··· SOURCE RECORDS

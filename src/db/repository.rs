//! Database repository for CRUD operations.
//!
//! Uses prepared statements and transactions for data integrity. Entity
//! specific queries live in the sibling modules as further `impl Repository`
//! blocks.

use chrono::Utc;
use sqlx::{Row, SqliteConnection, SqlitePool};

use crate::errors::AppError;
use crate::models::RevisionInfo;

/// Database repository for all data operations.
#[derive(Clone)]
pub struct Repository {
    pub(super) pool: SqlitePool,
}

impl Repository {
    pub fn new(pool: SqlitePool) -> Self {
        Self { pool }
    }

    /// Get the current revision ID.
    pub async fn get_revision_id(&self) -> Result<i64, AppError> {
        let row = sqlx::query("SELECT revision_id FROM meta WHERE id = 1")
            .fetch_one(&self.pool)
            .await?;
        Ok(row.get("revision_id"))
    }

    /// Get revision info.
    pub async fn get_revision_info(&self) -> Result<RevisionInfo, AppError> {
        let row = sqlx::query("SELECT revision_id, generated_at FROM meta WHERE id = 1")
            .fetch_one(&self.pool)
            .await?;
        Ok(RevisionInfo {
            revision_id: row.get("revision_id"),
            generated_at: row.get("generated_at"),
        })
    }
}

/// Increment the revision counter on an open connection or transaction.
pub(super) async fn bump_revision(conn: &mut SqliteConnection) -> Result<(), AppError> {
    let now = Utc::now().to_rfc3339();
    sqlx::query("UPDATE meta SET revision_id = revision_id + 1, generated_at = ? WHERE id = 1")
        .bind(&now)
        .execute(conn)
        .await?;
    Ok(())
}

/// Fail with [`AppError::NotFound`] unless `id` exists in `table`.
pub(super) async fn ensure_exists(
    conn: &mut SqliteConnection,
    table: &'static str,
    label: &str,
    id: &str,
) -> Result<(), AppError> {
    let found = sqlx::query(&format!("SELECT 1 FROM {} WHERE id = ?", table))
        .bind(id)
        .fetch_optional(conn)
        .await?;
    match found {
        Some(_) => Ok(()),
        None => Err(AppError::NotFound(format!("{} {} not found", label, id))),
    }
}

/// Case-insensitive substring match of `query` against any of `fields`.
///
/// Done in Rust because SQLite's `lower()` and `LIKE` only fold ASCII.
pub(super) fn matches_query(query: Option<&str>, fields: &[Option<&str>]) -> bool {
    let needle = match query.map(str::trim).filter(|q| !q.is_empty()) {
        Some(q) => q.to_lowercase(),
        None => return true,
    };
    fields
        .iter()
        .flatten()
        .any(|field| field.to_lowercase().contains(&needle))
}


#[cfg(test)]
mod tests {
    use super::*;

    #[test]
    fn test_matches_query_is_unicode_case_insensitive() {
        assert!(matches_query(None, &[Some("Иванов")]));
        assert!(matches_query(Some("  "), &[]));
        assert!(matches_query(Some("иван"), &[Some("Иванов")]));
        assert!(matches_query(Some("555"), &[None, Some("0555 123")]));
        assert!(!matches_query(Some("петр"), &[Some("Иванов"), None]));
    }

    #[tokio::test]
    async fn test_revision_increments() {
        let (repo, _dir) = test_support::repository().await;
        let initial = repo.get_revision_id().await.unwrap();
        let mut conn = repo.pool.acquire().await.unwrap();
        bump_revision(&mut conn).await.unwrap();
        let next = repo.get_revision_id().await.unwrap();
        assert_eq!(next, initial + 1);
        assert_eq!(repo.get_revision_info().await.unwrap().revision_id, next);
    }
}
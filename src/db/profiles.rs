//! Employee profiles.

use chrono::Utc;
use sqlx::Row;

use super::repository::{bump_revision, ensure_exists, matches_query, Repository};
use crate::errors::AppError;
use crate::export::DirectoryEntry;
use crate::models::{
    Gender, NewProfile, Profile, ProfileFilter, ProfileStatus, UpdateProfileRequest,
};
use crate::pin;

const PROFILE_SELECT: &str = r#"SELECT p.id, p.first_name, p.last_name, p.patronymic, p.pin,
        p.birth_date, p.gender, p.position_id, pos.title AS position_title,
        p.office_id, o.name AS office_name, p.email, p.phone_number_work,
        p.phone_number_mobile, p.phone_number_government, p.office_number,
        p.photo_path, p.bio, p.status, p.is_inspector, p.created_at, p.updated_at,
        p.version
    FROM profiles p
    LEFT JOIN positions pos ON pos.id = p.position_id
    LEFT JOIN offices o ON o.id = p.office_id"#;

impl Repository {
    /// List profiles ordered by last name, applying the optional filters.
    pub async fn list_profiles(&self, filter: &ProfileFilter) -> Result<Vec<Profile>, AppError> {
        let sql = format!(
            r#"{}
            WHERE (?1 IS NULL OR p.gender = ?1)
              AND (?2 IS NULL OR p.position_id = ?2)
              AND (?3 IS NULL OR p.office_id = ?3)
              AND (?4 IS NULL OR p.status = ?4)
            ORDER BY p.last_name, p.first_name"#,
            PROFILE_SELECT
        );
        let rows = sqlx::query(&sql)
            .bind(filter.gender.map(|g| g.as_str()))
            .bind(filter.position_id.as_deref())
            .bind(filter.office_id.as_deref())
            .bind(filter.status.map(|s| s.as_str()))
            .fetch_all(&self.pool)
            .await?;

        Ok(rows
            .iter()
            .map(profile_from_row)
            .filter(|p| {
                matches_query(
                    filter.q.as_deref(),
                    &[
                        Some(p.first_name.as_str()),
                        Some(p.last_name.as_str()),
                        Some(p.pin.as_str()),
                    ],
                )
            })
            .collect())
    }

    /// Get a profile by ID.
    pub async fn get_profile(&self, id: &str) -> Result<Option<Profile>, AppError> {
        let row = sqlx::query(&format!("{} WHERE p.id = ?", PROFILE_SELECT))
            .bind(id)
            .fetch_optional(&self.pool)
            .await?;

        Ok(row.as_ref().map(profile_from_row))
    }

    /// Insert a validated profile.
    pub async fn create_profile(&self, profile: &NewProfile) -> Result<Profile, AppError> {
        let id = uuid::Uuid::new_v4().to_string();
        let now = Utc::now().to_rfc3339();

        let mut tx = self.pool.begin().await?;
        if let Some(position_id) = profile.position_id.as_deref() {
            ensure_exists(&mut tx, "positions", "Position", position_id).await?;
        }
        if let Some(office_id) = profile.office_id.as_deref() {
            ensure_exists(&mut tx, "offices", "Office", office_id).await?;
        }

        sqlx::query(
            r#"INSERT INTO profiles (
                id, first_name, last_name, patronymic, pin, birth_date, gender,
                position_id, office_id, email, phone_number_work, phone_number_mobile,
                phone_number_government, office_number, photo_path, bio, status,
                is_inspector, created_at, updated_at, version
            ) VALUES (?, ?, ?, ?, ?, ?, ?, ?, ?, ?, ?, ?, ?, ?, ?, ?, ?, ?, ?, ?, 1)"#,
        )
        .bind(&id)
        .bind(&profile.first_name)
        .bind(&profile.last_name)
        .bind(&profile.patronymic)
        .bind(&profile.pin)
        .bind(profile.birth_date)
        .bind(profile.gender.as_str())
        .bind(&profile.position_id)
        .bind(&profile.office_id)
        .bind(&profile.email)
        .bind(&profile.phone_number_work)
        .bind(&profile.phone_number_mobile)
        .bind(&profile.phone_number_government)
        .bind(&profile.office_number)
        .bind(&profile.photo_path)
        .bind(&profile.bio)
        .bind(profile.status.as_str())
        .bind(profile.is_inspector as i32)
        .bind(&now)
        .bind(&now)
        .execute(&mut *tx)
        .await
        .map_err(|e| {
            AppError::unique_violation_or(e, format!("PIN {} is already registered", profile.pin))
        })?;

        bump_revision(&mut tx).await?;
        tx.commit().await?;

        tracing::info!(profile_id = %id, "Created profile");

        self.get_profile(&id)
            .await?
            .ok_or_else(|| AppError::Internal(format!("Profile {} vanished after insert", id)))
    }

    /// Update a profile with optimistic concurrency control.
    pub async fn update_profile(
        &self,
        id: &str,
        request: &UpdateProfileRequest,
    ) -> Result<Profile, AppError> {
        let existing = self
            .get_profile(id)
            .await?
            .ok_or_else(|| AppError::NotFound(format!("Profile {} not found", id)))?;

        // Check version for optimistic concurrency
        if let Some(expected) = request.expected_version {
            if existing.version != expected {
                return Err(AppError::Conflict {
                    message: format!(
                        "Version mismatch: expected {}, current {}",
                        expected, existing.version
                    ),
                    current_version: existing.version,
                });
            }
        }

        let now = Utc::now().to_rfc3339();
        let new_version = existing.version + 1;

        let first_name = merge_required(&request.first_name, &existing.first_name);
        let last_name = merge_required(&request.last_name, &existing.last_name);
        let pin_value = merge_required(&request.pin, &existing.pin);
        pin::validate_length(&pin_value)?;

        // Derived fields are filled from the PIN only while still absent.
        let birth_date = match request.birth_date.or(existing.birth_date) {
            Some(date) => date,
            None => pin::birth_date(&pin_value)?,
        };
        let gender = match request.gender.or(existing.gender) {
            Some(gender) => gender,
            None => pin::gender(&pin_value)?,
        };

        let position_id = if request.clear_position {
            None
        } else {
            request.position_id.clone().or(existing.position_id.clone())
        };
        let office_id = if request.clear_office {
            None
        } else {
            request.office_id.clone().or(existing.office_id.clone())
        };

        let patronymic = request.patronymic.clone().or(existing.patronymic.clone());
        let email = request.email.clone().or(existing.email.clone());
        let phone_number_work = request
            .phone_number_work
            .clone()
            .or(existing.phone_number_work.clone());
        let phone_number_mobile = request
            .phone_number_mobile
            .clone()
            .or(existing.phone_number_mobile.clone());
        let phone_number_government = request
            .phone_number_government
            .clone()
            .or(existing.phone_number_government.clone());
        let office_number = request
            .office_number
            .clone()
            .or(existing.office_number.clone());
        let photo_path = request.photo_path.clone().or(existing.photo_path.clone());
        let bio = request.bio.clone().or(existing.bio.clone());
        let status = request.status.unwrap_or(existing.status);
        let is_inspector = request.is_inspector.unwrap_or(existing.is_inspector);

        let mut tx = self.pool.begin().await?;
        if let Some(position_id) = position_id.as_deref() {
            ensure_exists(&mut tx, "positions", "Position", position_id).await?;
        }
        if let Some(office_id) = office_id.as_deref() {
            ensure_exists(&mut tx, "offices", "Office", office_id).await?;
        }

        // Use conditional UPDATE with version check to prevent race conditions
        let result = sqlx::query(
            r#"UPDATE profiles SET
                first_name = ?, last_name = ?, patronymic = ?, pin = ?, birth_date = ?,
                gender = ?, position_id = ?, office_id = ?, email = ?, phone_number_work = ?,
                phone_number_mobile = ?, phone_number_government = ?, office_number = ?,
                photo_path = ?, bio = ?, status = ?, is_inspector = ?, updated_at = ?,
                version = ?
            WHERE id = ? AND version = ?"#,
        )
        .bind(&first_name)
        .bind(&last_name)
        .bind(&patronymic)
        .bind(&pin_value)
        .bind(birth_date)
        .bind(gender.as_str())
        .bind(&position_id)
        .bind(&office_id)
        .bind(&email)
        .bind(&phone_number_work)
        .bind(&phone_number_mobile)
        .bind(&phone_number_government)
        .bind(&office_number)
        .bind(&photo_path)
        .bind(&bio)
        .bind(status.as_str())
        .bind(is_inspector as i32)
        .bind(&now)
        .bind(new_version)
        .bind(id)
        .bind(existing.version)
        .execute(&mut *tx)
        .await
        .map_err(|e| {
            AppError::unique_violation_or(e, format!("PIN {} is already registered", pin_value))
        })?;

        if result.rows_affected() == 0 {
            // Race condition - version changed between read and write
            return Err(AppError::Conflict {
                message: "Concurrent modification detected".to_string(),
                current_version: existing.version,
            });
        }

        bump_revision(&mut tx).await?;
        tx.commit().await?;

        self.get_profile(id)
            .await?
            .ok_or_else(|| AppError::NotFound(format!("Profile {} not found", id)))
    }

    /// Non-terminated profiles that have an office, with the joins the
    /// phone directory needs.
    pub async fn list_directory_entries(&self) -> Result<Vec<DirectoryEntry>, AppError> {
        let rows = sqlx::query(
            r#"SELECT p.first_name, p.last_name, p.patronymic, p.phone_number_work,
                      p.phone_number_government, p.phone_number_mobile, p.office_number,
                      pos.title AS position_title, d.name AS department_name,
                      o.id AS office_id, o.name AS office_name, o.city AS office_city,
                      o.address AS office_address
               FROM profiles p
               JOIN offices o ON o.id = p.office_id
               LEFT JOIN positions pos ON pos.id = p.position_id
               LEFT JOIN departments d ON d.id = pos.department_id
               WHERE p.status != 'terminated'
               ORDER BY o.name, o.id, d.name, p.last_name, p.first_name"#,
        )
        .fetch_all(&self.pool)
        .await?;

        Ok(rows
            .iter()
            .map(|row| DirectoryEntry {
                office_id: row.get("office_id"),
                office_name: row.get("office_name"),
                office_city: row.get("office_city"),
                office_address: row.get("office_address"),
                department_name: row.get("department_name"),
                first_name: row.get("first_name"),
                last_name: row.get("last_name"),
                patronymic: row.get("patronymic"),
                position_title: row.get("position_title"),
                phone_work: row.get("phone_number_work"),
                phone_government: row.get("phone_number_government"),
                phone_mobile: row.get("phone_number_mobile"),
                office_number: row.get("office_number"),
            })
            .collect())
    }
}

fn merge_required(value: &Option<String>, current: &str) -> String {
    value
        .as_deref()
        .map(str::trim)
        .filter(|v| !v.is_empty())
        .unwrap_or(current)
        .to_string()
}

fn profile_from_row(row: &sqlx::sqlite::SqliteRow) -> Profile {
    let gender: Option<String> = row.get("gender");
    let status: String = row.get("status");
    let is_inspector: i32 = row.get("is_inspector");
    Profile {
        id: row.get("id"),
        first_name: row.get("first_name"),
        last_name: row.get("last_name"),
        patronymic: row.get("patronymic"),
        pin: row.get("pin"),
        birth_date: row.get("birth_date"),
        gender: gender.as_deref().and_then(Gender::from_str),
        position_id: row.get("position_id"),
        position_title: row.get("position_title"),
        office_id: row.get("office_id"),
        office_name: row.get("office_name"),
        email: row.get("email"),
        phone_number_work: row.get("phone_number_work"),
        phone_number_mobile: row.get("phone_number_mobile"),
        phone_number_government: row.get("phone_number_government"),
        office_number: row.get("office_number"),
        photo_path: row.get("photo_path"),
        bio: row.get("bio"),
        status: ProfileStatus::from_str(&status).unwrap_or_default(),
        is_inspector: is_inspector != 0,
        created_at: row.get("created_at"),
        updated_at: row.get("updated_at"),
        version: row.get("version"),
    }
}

······
··· SOURCE RECORDS

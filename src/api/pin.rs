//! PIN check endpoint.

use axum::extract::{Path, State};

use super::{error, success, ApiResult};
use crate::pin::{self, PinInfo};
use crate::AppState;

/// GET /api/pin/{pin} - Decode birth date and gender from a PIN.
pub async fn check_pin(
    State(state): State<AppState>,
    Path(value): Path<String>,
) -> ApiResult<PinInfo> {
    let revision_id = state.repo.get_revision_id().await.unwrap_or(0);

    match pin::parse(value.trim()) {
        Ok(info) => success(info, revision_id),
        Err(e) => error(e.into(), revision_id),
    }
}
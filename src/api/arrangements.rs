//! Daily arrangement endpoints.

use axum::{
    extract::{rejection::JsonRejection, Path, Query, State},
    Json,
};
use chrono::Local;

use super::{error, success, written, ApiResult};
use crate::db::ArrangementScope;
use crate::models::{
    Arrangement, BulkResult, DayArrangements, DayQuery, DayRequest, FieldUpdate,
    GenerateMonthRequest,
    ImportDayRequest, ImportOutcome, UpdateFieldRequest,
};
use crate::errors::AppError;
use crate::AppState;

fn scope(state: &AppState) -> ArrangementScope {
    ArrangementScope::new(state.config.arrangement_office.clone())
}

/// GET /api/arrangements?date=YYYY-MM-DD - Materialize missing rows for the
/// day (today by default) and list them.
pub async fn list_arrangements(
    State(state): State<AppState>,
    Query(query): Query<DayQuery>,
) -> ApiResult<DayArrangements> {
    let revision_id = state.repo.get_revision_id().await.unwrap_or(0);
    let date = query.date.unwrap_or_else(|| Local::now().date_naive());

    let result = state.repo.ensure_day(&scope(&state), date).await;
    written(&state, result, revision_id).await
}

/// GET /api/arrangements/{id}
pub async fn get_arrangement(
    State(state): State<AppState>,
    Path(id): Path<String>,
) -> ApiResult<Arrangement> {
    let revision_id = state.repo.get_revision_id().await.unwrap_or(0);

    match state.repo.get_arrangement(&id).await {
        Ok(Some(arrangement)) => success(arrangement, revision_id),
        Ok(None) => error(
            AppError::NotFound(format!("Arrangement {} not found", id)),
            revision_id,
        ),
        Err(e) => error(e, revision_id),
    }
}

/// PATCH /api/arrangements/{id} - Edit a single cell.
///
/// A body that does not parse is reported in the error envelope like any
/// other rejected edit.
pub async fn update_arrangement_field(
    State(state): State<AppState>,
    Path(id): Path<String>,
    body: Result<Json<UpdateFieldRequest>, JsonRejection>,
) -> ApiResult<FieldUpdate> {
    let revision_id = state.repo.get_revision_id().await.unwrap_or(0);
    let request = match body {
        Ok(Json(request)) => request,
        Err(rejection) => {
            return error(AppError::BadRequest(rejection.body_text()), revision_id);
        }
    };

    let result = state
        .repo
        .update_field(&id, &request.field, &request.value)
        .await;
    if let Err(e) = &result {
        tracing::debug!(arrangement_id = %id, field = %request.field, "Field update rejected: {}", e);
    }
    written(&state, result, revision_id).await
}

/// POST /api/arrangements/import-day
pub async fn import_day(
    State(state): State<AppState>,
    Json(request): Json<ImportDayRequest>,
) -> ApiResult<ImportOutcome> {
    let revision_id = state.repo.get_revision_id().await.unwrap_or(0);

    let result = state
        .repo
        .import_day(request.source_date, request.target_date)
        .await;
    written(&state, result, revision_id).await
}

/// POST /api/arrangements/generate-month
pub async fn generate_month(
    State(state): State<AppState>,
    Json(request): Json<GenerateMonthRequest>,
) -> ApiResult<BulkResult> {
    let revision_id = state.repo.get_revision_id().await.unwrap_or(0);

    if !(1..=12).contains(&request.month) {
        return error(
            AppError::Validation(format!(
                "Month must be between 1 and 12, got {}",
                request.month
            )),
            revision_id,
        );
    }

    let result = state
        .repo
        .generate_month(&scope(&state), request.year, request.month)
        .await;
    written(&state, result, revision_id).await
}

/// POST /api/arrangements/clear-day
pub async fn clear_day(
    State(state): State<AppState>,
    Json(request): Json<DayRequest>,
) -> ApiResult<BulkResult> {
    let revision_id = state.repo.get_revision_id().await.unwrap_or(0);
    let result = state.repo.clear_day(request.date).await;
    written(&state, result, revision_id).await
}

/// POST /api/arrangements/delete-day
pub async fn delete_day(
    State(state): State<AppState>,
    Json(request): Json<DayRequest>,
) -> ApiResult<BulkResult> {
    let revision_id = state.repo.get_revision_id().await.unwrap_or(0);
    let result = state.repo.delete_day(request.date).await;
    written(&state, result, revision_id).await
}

······
··· SOURCE RECORDS

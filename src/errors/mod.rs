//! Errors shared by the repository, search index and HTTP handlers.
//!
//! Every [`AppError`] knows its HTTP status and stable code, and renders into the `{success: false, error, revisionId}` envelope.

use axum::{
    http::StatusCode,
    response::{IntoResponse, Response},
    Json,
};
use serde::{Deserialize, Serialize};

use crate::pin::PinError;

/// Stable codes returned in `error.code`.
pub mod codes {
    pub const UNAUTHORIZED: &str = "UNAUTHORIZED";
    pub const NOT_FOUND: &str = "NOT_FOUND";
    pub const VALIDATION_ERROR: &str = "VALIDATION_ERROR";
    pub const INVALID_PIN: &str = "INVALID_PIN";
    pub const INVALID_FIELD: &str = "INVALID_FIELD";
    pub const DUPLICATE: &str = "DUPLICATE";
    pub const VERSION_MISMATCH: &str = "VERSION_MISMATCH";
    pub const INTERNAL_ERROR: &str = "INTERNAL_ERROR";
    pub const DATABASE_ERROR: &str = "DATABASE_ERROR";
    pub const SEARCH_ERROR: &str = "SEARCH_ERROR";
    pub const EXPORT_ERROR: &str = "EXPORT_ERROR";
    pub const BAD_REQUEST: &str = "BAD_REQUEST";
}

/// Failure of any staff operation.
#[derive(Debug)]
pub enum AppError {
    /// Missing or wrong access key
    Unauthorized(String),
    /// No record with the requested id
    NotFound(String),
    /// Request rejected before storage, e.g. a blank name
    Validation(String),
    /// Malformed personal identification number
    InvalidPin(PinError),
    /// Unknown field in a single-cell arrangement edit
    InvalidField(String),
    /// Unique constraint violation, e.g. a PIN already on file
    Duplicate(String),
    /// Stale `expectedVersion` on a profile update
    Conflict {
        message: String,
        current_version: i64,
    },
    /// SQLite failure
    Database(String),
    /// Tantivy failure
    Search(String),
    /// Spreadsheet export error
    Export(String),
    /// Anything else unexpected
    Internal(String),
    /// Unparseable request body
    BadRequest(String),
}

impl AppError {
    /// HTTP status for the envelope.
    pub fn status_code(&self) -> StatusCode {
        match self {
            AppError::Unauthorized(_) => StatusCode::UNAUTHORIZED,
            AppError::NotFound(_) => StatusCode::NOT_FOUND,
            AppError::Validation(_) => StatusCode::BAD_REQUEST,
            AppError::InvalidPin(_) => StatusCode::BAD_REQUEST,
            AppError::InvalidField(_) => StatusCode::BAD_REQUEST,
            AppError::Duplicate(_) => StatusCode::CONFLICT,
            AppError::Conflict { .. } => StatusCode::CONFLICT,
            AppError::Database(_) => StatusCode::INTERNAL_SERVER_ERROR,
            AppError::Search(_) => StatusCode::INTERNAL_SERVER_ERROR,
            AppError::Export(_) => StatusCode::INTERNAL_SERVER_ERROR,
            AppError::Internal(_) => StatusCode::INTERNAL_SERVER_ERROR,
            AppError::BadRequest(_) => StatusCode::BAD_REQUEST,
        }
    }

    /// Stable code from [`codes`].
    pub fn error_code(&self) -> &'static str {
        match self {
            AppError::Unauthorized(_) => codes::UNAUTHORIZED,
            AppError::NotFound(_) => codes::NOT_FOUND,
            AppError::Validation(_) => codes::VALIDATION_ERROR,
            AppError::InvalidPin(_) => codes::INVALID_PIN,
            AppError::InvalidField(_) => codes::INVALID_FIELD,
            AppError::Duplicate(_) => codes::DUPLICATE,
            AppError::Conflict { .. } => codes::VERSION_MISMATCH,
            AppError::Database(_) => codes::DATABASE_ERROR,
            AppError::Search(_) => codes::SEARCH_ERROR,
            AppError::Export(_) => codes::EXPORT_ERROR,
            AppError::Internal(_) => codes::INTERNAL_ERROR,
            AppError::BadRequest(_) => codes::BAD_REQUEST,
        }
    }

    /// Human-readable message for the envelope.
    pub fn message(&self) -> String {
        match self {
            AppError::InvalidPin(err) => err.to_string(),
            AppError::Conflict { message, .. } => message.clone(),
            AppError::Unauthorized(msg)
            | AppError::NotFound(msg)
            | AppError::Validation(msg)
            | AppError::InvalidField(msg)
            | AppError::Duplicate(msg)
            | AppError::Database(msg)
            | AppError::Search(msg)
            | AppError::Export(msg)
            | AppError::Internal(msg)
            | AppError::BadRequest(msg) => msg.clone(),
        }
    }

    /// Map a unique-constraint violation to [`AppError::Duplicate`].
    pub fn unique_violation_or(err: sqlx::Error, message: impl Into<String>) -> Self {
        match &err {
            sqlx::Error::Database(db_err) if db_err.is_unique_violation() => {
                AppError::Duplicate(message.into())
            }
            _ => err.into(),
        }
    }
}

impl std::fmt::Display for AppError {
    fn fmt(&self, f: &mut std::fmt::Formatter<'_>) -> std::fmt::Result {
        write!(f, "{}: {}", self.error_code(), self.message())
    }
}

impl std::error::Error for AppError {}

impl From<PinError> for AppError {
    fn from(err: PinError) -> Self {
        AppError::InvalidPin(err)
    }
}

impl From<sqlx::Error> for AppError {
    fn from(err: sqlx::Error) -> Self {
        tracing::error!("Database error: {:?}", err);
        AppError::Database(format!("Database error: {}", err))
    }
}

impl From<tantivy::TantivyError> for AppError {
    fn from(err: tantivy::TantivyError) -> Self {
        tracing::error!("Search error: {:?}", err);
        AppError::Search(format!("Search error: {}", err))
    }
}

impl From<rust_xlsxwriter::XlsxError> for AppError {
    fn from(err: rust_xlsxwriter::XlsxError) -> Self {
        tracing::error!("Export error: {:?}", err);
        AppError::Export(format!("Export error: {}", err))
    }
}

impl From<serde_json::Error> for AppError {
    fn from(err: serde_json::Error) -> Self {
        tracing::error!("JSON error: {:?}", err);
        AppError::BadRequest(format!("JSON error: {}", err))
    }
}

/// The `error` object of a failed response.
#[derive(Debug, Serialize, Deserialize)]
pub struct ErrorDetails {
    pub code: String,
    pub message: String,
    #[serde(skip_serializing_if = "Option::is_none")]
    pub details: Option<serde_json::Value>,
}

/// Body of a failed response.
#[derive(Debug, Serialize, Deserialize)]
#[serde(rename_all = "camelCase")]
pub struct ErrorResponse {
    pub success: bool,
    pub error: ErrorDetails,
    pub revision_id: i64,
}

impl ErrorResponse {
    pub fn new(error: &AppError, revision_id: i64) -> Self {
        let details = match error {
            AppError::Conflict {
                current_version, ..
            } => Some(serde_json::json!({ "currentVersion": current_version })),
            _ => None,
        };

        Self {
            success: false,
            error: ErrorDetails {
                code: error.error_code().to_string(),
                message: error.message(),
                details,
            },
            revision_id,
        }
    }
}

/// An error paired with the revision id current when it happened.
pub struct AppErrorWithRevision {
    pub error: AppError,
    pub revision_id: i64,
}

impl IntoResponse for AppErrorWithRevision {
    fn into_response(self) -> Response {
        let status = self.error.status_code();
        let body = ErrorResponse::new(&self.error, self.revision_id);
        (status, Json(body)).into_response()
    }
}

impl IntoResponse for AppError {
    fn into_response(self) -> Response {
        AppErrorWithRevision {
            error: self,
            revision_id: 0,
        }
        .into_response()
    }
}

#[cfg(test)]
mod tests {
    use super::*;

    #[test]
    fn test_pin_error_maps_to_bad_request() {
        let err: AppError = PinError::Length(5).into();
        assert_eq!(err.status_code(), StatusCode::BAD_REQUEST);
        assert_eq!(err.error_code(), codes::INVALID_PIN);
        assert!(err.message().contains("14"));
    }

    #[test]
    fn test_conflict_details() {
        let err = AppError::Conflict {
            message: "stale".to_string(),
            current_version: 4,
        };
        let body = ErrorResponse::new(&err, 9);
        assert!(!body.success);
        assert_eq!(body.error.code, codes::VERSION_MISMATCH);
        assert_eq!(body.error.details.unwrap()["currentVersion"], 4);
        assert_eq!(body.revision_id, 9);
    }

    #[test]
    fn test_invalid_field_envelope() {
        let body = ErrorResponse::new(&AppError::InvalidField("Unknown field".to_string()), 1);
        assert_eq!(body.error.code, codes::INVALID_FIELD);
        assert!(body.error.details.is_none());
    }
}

······

- **WHAT NEEDS TO BE DONE**
In the entries above, find each line containing the string "success" and copy it.

- **FINISHED TASK**
use super::{error, success, ApiResult};
        Ok(info) => success(info, revision_id),
use super::{error, success, written, ApiResult};
        Ok(Some(arrangement)) => success(arrangement, revision_id),
//! Every [`AppError`] knows its HTTP status and stable code, and renders into the `{success: false, error, revisionId}` envelope.
    pub success: bool,
            success: false,
        assert!(!body.success);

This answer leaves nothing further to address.